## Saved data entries
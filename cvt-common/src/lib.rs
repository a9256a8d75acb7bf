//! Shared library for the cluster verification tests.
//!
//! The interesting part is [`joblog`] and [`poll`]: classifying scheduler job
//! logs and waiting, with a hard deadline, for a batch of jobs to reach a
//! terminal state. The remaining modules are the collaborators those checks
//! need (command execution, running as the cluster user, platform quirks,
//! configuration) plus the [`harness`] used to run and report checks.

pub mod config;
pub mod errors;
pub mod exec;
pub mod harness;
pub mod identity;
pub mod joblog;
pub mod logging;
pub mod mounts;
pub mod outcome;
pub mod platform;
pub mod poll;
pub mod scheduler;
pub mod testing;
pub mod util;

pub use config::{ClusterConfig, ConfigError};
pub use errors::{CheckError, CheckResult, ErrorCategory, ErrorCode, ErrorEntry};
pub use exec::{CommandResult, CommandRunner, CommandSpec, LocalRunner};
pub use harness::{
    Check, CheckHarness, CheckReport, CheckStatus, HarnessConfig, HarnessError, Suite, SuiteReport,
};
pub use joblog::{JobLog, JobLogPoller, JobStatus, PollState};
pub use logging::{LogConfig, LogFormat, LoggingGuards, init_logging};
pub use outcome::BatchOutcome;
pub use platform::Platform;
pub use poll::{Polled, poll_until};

## EXERCISE DESCRIPTION
Taking the entries above, print exactly the lines starting at the line with "classifying scheduler job" and ending at the line with "pub mod exec;", both included.

## REPLY
//! The interesting part is [`joblog`] and [`poll`]: classifying scheduler job
//! logs and waiting, with a hard deadline, for a batch of jobs to reach a
//! terminal state. The remaining modules are the collaborators those checks
//! need (command execution, running as the cluster user, platform quirks,
//! configuration) plus the [`harness`] used to run and report checks.

pub mod config;
pub mod errors;
pub mod exec;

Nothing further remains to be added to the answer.